*** Begin section ***
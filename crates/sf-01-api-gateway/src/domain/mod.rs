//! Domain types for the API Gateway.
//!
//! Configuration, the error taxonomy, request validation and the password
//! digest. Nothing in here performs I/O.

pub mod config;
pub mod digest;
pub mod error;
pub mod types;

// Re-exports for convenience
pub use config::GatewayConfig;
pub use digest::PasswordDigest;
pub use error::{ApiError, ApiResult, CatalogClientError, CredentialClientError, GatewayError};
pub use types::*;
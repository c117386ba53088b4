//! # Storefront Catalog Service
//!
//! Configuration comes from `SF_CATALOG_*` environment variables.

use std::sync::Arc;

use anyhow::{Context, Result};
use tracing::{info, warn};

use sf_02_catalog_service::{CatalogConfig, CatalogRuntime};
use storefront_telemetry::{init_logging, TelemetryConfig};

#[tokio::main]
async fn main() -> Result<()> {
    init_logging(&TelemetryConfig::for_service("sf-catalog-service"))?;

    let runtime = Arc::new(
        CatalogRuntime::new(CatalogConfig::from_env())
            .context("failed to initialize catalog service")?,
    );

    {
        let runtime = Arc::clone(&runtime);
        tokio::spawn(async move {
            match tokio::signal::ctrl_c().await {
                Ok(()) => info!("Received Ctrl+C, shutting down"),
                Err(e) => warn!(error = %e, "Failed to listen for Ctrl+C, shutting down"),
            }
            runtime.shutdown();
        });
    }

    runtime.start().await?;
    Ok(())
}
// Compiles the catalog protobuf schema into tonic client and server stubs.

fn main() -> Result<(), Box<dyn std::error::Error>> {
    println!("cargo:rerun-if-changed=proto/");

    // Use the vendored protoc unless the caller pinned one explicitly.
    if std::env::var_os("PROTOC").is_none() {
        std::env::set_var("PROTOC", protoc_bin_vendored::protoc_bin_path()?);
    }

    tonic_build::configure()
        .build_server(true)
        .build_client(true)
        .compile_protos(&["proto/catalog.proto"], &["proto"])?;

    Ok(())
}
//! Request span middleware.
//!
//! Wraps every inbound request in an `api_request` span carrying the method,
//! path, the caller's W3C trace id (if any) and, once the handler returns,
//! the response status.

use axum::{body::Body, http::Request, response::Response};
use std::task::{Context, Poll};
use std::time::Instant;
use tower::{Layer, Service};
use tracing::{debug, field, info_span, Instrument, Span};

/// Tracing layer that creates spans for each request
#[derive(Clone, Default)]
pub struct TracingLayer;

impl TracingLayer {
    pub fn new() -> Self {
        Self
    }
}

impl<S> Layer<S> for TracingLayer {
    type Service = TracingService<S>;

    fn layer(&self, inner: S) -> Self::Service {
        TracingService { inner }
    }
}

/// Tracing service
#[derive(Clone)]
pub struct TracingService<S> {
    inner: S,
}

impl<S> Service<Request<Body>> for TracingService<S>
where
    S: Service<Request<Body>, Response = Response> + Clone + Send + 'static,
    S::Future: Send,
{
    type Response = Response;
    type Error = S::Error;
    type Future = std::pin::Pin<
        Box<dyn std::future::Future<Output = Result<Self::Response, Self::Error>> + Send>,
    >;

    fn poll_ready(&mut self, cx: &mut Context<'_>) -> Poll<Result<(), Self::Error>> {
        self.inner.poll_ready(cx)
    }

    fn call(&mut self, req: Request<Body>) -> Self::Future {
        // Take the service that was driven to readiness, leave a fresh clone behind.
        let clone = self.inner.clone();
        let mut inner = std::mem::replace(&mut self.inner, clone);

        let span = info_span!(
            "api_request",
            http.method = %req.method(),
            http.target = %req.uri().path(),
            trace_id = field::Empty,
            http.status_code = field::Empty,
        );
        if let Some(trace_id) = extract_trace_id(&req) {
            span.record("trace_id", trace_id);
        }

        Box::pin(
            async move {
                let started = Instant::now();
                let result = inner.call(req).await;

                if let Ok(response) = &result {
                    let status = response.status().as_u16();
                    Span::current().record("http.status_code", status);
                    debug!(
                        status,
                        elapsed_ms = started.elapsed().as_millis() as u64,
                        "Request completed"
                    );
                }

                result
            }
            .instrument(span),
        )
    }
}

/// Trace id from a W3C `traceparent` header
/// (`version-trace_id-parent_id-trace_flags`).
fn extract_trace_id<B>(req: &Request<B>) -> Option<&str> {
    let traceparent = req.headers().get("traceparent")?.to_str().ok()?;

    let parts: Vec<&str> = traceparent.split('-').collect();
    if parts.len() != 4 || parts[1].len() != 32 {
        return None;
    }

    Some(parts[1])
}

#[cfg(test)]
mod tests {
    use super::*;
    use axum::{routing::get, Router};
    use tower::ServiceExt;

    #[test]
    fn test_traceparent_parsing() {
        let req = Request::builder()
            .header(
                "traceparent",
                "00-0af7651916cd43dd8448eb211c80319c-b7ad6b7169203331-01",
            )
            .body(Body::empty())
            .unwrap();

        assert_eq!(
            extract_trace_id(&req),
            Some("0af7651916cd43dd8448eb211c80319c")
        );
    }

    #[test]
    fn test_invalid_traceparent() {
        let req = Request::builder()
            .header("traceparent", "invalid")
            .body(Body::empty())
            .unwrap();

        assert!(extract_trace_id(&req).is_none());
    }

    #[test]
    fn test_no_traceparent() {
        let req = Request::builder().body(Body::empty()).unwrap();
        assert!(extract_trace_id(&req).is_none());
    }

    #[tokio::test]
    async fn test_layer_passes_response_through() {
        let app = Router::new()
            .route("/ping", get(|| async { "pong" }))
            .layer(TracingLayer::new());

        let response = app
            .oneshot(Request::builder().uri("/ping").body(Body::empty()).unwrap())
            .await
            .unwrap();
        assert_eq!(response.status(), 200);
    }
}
*** End section ***
*** Begin section ***
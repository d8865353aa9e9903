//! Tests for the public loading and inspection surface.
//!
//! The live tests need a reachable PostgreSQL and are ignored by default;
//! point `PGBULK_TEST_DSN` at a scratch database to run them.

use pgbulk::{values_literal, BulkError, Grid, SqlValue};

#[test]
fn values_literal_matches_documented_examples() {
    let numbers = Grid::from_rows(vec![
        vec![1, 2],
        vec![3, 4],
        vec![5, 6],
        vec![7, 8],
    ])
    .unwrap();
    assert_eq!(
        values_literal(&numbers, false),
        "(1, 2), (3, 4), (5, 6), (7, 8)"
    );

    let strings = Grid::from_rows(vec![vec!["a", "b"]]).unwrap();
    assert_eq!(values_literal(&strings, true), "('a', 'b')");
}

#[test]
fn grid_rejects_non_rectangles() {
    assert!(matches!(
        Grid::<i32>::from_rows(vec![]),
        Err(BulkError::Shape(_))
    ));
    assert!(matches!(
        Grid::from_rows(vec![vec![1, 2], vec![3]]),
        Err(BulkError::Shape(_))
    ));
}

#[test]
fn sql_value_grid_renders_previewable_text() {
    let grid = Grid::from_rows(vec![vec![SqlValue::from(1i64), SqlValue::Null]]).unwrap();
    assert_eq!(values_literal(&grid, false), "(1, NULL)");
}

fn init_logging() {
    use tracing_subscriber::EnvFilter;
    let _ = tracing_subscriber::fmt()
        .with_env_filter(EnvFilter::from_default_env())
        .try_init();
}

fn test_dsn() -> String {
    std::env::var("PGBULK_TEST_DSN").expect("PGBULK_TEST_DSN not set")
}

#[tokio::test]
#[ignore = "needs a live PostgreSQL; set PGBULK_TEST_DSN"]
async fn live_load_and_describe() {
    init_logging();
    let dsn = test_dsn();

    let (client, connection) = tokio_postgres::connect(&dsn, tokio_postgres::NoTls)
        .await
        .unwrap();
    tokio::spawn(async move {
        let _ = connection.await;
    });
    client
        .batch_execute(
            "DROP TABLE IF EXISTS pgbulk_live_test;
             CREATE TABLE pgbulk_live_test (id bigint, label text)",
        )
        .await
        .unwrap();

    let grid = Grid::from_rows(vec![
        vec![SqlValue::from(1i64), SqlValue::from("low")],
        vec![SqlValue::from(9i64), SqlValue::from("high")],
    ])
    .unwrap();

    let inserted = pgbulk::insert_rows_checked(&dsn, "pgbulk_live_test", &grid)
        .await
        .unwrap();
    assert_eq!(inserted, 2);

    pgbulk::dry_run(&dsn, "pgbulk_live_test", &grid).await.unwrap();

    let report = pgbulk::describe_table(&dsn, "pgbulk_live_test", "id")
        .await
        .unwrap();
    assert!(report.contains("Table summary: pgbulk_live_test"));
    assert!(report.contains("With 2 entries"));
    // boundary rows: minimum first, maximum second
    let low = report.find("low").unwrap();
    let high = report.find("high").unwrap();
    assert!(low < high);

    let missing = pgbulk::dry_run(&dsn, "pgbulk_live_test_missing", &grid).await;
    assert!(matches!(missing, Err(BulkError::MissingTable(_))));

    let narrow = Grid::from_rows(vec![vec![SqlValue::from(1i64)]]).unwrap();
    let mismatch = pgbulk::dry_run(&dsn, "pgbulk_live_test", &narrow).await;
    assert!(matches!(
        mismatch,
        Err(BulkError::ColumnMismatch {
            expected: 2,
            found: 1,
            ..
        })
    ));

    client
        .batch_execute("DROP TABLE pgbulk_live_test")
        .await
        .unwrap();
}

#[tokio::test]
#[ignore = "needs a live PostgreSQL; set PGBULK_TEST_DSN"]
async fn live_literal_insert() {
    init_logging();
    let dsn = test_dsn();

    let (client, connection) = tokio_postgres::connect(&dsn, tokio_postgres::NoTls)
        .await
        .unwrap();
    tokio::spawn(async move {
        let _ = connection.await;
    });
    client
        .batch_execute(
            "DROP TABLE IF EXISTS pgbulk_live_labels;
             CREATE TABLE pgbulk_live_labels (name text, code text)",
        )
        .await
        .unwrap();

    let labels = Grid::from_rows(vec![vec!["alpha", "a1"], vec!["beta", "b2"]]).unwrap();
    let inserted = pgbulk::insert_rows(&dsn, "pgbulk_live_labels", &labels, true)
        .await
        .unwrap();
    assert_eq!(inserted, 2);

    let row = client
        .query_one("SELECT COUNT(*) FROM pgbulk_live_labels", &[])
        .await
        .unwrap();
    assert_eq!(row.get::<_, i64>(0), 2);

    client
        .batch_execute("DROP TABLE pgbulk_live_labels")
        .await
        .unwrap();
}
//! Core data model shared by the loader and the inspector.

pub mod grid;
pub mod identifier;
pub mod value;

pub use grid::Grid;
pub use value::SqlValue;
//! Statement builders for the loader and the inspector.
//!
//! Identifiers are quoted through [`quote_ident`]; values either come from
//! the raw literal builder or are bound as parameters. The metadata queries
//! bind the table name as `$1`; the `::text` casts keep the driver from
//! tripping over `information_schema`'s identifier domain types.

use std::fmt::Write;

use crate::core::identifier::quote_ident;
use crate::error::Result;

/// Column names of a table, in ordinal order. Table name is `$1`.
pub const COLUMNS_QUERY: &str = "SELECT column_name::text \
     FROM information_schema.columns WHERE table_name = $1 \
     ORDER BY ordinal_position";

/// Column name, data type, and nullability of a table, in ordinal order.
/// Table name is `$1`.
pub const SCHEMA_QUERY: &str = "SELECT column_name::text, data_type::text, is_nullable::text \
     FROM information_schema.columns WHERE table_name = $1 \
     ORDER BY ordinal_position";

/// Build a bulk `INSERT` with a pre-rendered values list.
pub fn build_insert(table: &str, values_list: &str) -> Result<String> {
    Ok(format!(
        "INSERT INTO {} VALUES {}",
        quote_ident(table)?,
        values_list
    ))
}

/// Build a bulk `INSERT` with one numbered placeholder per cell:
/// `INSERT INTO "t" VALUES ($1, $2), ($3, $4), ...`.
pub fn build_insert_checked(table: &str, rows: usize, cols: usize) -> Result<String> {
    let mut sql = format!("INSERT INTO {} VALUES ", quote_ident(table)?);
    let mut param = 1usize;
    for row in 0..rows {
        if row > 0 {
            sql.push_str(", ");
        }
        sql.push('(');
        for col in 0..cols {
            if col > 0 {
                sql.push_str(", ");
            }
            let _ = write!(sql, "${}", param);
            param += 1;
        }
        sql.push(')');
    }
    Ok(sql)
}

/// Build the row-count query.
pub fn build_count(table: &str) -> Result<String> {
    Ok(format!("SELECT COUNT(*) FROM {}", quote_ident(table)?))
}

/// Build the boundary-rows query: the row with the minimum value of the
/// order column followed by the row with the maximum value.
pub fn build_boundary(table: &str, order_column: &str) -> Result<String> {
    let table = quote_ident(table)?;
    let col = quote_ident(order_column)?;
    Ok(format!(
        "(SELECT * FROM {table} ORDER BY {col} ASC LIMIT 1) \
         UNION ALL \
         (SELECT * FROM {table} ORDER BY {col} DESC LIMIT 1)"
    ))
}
*** End section ***
Only lines containing the word "TelemetryConfig" should appear in the answer, and every such line from the records above must be there.

Result of this task ::
use storefront_telemetry::{init_logging, TelemetryConfig};
    init_logging(&TelemetryConfig::for_service("sf-catalog-service"))?;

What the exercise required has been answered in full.